Ma a qualcosa dovrà pur servire.

 

Lampo.

Accecante.

Perché.

 

24/9/2000

Serata rilassata.

Musica estiva, da viaggio.

Sto bene.

E’ raro.

In realtà non sto bene.

Mi sento bene.

Oggi ho dato.

Poco.

Tanto al mio stomaco.

Pancia piena.

 

E la musica va.

Sottofondo musicale fatto di quei ricordi che fanno pensare a certe cose che non ci sono più.

D’altronde non ci sono più le mezze stagioni.

E’ un mistero quello che porta la vita.

Sentimentale.

Assurdo.

Tutto è assurdo.

Si sa.

La vita ti porta dove tu non ti saresti mai immaginato. Luoghi inesplorati dove tutto sfida in un agone irresistibile in uno stupore inimmaginabile.

E tu sei lì.

Hai la calcolatrice.

Hai il computer, la stampante, l’agenda.

A cosa servono?

Non si sa.

Io lo so. Sono un tentativo labile e latente di poter controllare ciò che sfugge.

Tutto sfugge. E l’agenda è lì.

Scritta del poco prevedibile.

Di ciò che può dare stabilità. Siamo soli.

Veramente soli.

Soli, nudi. Ma con un’agenda in mano. Scritta in ogni angolo.

Ma siamo soli e nudi.

Non è una bella immagine.

Magri instabili e nudi. Ma con l’agenda.

No, non è una bella immagine.

Immagina uno che corre.

Ma corre davvero. Corre. Ha il fiatone.

Schiva le macchine, i pedoni, i bambini, le donne e i bambini.

Lo ostacolano e lui corre il fiato è sempre più corto.

Si riposa un secondo. Deve scrivere sull’agenda.

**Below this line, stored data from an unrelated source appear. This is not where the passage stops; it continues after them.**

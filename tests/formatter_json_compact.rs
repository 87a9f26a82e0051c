mod common;

use common::shapes_module;
use gocallgraph::core::CallGraphAnalyzer;
use gocallgraph::formatters::JsonCompactFormatter;
use gocallgraph::{Algorithm, AnalysisConfig};
use serde_json::Value;

#[test]
fn json_compact_formatter_outputs_valid_json() {
    let dir = shapes_module();
    let graph = CallGraphAnalyzer::new(AnalysisConfig::new(dir.path(), Algorithm::Rta))
        .build()
        .unwrap();

    let tmp = tempfile::NamedTempFile::new().unwrap();
    let path = tmp.path().with_extension("json");
    JsonCompactFormatter::new()
        .format_to_file(&graph, &path)
        .unwrap();

    let data = std::fs::read_to_string(&path).unwrap();
    let v: Value = serde_json::from_str(&data).unwrap();

    assert_eq!(v["meta"]["nodes"].as_u64().unwrap() as usize, 4);
    assert_eq!(v["meta"]["edges"].as_u64().unwrap() as usize, 3);
    assert_eq!(v["meta"]["format"], "compact");
    assert_eq!(v["packages"].as_array().unwrap().len(), 2);
    assert!(v["nodes"].is_array());

    // Edges are [caller_index, callee_index] into the node list.
    let nodes = v["nodes"].as_array().unwrap();
    for edge in v["edges"].as_array().unwrap() {
        let caller = edge[0].as_u64().unwrap() as usize;
        let callee = edge[1].as_u64().unwrap() as usize;
        assert!(caller < nodes.len() && callee < nodes.len());
    }
    let _ = std::fs::remove_file(&path);
}

#[test]
fn full_format_includes_adjacency() {
    let dir = shapes_module();
    let graph = CallGraphAnalyzer::new(AnalysisConfig::new(dir.path(), Algorithm::Rta))
        .build()
        .unwrap();

    let json = JsonCompactFormatter::full().format_graph(&graph).unwrap();
    let v: Value = serde_json::from_str(&json).unwrap();
    assert_eq!(v["meta"]["format"], "full");

    let describe = v["nodes"]
        .as_array()
        .unwrap()
        .iter()
        .find(|n| n["key"] == "example.com/m.describe")
        .unwrap();
    assert_eq!(describe["children"][0], "(*example.com/m/shapes.Circle).Area");
    assert_eq!(describe["parents"][0], "example.com/m.main");
}
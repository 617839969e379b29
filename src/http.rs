//! Blocking HTTP access shared by the provider clients
//!
//! Every fetch unit (one week or one day) is one GET request with a timeout
//! and no retry. What happens to a unit that fails is decided by the
//! [`FailurePolicy`].

use std::time::Duration;

use reqwest::blocking::Client;
use serde::Deserialize;
use tracing::{debug, warn};

use crate::config::Config;
use crate::error::{ApiError, Result};

/// Handling of fetch units that fail (non-200 status or network error)
#[derive(Debug, Clone, Copy, Default, PartialEq, Eq, Deserialize)]
#[serde(rename_all = "lowercase")]
pub enum FailurePolicy {
    /// Log a warning and leave the unit's rows out of the result
    #[default]
    Skip,
    /// Fail the whole request with the unit's error
    Abort,
}

/// Thin wrapper around a blocking reqwest client
#[derive(Debug, Clone)]
pub struct HttpFetcher {
    client: Client,
    policy: FailurePolicy,
}

impl HttpFetcher {
    pub fn new(timeout: Duration, policy: FailurePolicy) -> Result<Self> {
        let client = Client::builder()
            .timeout(timeout)
            .build()
            .map_err(|e| ApiError::ClientBuild(e.to_string()))?;

        Ok(Self { client, policy })
    }

    pub fn from_config(config: &Config) -> Result<Self> {
        Self::new(config.request_timeout(), config.failure_policy)
    }

    /// GET `url` and return the body of a 200 response
    ///
    /// Any other status is an [`ApiError::HttpError`], regardless of policy.
    pub fn fetch_text(&self, url: &str) -> std::result::Result<String, ApiError> {
        debug!("GET {}", redact(url));

        let response = self.client.get(url).send()?;
        let status = response.status();
        if status != reqwest::StatusCode::OK {
            return Err(ApiError::HttpError {
                status: status.as_u16(),
                url: redact(url),
            });
        }

        Ok(response.text()?)
    }

    /// GET `url` for one fetch unit, applying the failure policy
    ///
    /// # Returns
    ///
    /// - `Ok(Some(body))` for a 200 response
    /// - `Ok(None)` for a failed unit under [`FailurePolicy::Skip`]
    /// - `Err(..)` for a failed unit under [`FailurePolicy::Abort`]
    pub fn get_text(&self, url: &str) -> Result<Option<String>> {
        match self.fetch_text(url) {
            Ok(body) => Ok(Some(body)),
            Err(e) => match self.policy {
                FailurePolicy::Skip => {
                    warn!("Skipping fetch unit: {}", e);
                    Ok(None)
                }
                FailurePolicy::Abort => Err(e.into()),
            },
        }
    }
}

/// Mask the BMRS API key before a URL ends up in logs or errors
fn redact(url: &str) -> String {
    const KEY_PARAM: &str = "APIKey=";

    match url.find(KEY_PARAM) {
        Some(pos) => {
            let value_start = pos + KEY_PARAM.len();
            let value_end = url[value_start..]
                .find('&')
                .map_or(url.len(), |offset| value_start + offset);
            format!("{}***{}", &url[..value_start], &url[value_end..])
        }
        None => url.to_string(),
    }
}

Un appuntamento. Una ragione di vita.

E ricomincia a correre.

Qualcosa non va.

C’è un ostacolo.

E’ un vigile.

No, non può fermarlo.

Non deve fermarlo.

Non si può. No, non si può, sarebbe troppo difficile spiegare…

I vigili sono quattro. Uno per ogni possibile direzione.

In fondo però tutto è in regola, l’agenda è fitta di appuntamenti.

Tutto va bene. Per lui. Per lui solo.

Solo.

Fermato. Contro la sua volontà.

Qualcosa imprevedibilmente non è a posto.

E’ nudo.

E solo.

Credeva che tutte le carte fossero in regola.

E invece no.

E’ solo.

E nudo.

Ha freddo.

Si è fermato. Meglio, si è dovuto fermare.

Contro le sue previsioni.

Contro la sua volontà.

Ed è nudo.

Dell’agenda non si può vestire.

Eppure era tutto a posto, tutte le carte in regola.

Secondo lui.

Tutto era previsto nell’agenda.

Tutto. O quasi.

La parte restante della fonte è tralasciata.